**THE TASK:** Write out, precisely and in full, each line of the material.

--- --- ---

//! Per-vertex water shimmer applied to each displacement animation frame.

use std::f64::consts::TAU;

use glam::Vec2;
use serde::{Deserialize, Serialize};

/// Input scale multiplier for the fine noise channel.
pub const FINE_NOISE_SCALE: f64 = 100.0;

/// Peak height offset of the [`ShimmerProfile::Ripple`] profile.
pub const RIPPLE_AMPLITUDE: f64 = 0.01;

/// Peak offset of the [`ShimmerProfile::Swell`] profile, relative to the
/// pass's noise span (`|ceiling - floor| * magnitude`).
pub const SWELL_AMPLITUDE: f64 = 0.05;

/// How strongly water heights wobble between animation frames.
#[derive(Clone, Copy, Debug, Default, PartialEq, Eq, Serialize, Deserialize)]
pub enum ShimmerProfile {
    /// Fixed small offset, independent of terrain relief.
    #[default]
    Ripple,
    /// Offset proportional to the terrain relief. Uses the same phase term as
    /// `Ripple` and only scales the amplitude; there is no position-hashed
    /// phase variant.
    Swell,
    /// No animation jitter; every frame is identical.
    Still,
}

impl ShimmerProfile {
    /// Peak offset for a pass whose noise span is `mid_scale`.
    pub fn amplitude(self, mid_scale: f64) -> f64 {
        match self {
            ShimmerProfile::Ripple => RIPPLE_AMPLITUDE,
            ShimmerProfile::Swell => mid_scale * SWELL_AMPLITUDE,
            ShimmerProfile::Still => 0.0,
        }
    }
}

/// Everything the displacement painter needs about one vertex, captured once
/// per pass and then replayed for every animation frame.
#[derive(Clone, Copy, Debug, PartialEq)]
pub struct VertexShimmer {
    /// Texture-space position of the vertex.
    pub point: Vec2,
    /// Surface height in `[0, 1]`.
    pub height: f64,
    /// Whether the vertex lies below the water level.
    pub water: bool,
    /// Fine noise sample at the vertex.
    pub fine_noise: f64,
    /// Random loop phase in `[0, 1)`.
    pub phase: f64,
}

impl VertexShimmer {
    /// Height offset of this vertex in animation frame `frame` of `frame_count`.
    ///
    /// `(sin(fine_noise + sin((frame / frame_count + phase) * τ)) + 1) / 2 * amplitude`
    /// for water vertices, zero for land. The inner sine completes one period
    /// per loop, so the last frame flows back into the first.
    pub fn offset(&self, frame: u32, frame_count: u32, amplitude: f64) -> f64 {
        if !self.water {
            return 0.0;
        }
        let t = f64::from(frame) / f64::from(frame_count.max(1)) + self.phase;
        let wave = (self.fine_noise + (t * TAU).sin()).sin();
        (wave + 1.0) / 2.0 * amplitude
    }

    /// Height painted for `frame`: base height plus shimmer.
    pub fn frame_height(&self, frame: u32, frame_count: u32, amplitude: f64) -> f64 {
        self.height + self.offset(frame, frame_count, amplitude)
    }
}

#[cfg(test)]
mod tests {
    use super::*;

    fn vertex(water: bool) -> VertexShimmer {
        VertexShimmer {
            point: Vec2::new(10.0, 10.0),
            height: 0.21,
            water,
            fine_noise: 0.3,
            phase: 0.25,
        }
    }

    #[test]
    fn test_land_never_shimmers() {
        let v = vertex(false);
        for frame in 0..8 {
            assert_eq!(v.offset(frame, 8, RIPPLE_AMPLITUDE), 0.0);
        }
    }

    #[test]
    fn test_water_offset_bounded_by_amplitude() {
        let v = vertex(true);
        for frame in 0..12 {
            let o = v.offset(frame, 12, RIPPLE_AMPLITUDE);
            assert!((0.0..=RIPPLE_AMPLITUDE).contains(&o), "offset {o}");
        }
    }

    #[test]
    fn test_water_offset_varies_over_the_loop() {
        let v = vertex(true);
        let offsets: Vec<f64> = (0..8).map(|f| v.offset(f, 8, RIPPLE_AMPLITUDE)).collect();
        let spread = offsets.iter().cloned().fold(f64::NEG_INFINITY, f64::max)
            - offsets.iter().cloned().fold(f64::INFINITY, f64::min);
        assert!(spread > 1e-4, "shimmer barely moves: {offsets:?}");
    }

    #[test]
    fn test_loop_is_periodic() {
        let v = vertex(true);
        let first = v.offset(0, 6, RIPPLE_AMPLITUDE);
        let wrapped = v.offset(6, 6, RIPPLE_AMPLITUDE);
        assert!((first - wrapped).abs() < 1e-12);
    }

    #[test]
    fn test_offset_is_pure() {
        let v = vertex(true);
        assert_eq!(v.offset(3, 8, 0.05), v.offset(3, 8, 0.05));
    }

    #[test]
    fn test_profile_amplitudes() {
        assert_eq!(ShimmerProfile::Ripple.amplitude(0.8), RIPPLE_AMPLITUDE);
        assert!((ShimmerProfile::Swell.amplitude(0.8) - 0.04).abs() < 1e-12);
        assert_eq!(ShimmerProfile::Still.amplitude(0.8), 0.0);
        assert_eq!(ShimmerProfile::default(), ShimmerProfile::Ripple);
    }
}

--- --- ---

**WRITTEN ANSWER:**
//! Per-vertex water shimmer applied to each displacement animation frame.

use std::f64::consts::TAU;

use glam::Vec2;
use serde::{Deserialize, Serialize};

/// Input scale multiplier for the fine noise channel.
pub const FINE_NOISE_SCALE: f64 = 100.0;

/// Peak height offset of the [`ShimmerProfile::Ripple`] profile.
pub const RIPPLE_AMPLITUDE: f64 = 0.01;

/// Peak offset of the [`ShimmerProfile::Swell`] profile, relative to the
/// pass's noise span (`|ceiling - floor| * magnitude`).
pub const SWELL_AMPLITUDE: f64 = 0.05;

/// How strongly water heights wobble between animation frames.
#[derive(Clone, Copy, Debug, Default, PartialEq, Eq, Serialize, Deserialize)]
pub enum ShimmerProfile {
    /// Fixed small offset, independent of terrain relief.
    #[default]
    Ripple,
    /// Offset proportional to the terrain relief. Uses the same phase term as
    /// `Ripple` and only scales the amplitude; there is no position-hashed
    /// phase variant.
    Swell,
    /// No animation jitter; every frame is identical.
    Still,
}

impl ShimmerProfile {
    /// Peak offset for a pass whose noise span is `mid_scale`.
    pub fn amplitude(self, mid_scale: f64) -> f64 {
        match self {
            ShimmerProfile::Ripple => RIPPLE_AMPLITUDE,
            ShimmerProfile::Swell => mid_scale * SWELL_AMPLITUDE,
            ShimmerProfile::Still => 0.0,
        }
    }
}

/// Everything the displacement painter needs about one vertex, captured once
/// per pass and then replayed for every animation frame.
#[derive(Clone, Copy, Debug, PartialEq)]
pub struct VertexShimmer {
    /// Texture-space position of the vertex.
    pub point: Vec2,
    /// Surface height in `[0, 1]`.
    pub height: f64,
    /// Whether the vertex lies below the water level.
    pub water: bool,
    /// Fine noise sample at the vertex.
    pub fine_noise: f64,
    /// Random loop phase in `[0, 1)`.
    pub phase: f64,
}

impl VertexShimmer {
    /// Height offset of this vertex in animation frame `frame` of `frame_count`.
    ///
    /// `(sin(fine_noise + sin((frame / frame_count + phase) * τ)) + 1) / 2 * amplitude`
    /// for water vertices, zero for land. The inner sine completes one period
    /// per loop, so the last frame flows back into the first.
    pub fn offset(&self, frame: u32, frame_count: u32, amplitude: f64) -> f64 {
        if !self.water {
            return 0.0;
        }
        let t = f64::from(frame) / f64::from(frame_count.max(1)) + self.phase;
        let wave = (self.fine_noise + (t * TAU).sin()).sin();
        (wave + 1.0) / 2.0 * amplitude
    }

    /// Height painted for `frame`: base height plus shimmer.
    pub fn frame_height(&self, frame: u32, frame_count: u32, amplitude: f64) -> f64 {
        self.height + self.offset(frame, frame_count, amplitude)
    }
}

#[cfg(test)]
mod tests {
    use super::*;

    fn vertex(water: bool) -> VertexShimmer {
        VertexShimmer {
            point: Vec2::new(10.0, 10.0),
            height: 0.21,
            water,
            fine_noise: 0.3,
            phase: 0.25,
        }
    }

    #[test]
    fn test_land_never_shimmers() {
        let v = vertex(false);
        for frame in 0..8 {
            assert_eq!(v.offset(frame, 8, RIPPLE_AMPLITUDE), 0.0);
        }
    }

    #[test]
    fn test_water_offset_bounded_by_amplitude() {
        let v = vertex(true);
        for frame in 0..12 {
            let o = v.offset(frame, 12, RIPPLE_AMPLITUDE);
            assert!((0.0..=RIPPLE_AMPLITUDE).contains(&o), "offset {o}");
        }
    }

    #[test]
    fn test_water_offset_varies_over_the_loop() {
        let v = vertex(true);
        let offsets: Vec<f64> = (0..8).map(|f| v.offset(f, 8, RIPPLE_AMPLITUDE)).collect();
        let spread = offsets.iter().cloned().fold(f64::NEG_INFINITY, f64::max)
            - offsets.iter().cloned().fold(f64::INFINITY, f64::min);
        assert!(spread > 1e-4, "shimmer barely moves: {offsets:?}");
    }

    #[test]
    fn test_loop_is_periodic() {
        let v = vertex(true);
        let first = v.offset(0, 6, RIPPLE_AMPLITUDE);
        let wrapped = v.offset(6, 6, RIPPLE_AMPLITUDE);
        assert!((first - wrapped).abs() < 1e-12);
    }

    #[test]
    fn test_offset_is_pure() {
        let v = vertex(true);
        assert_eq!(v.offset(3, 8, 0.05), v.offset(3, 8, 0.05));
    }

    #[test]
    fn test_profile_amplitudes() {
        assert_eq!(ShimmerProfile::Ripple.amplitude(0.8), RIPPLE_AMPLITUDE);
        assert!((ShimmerProfile::Swell.amplitude(0.8) - 0.04).abs() < 1e-12);
        assert_eq!(ShimmerProfile::Still.amplitude(0.8), 0.0);
        assert_eq!(ShimmerProfile::default(), ShimmerProfile::Ripple);
    }
}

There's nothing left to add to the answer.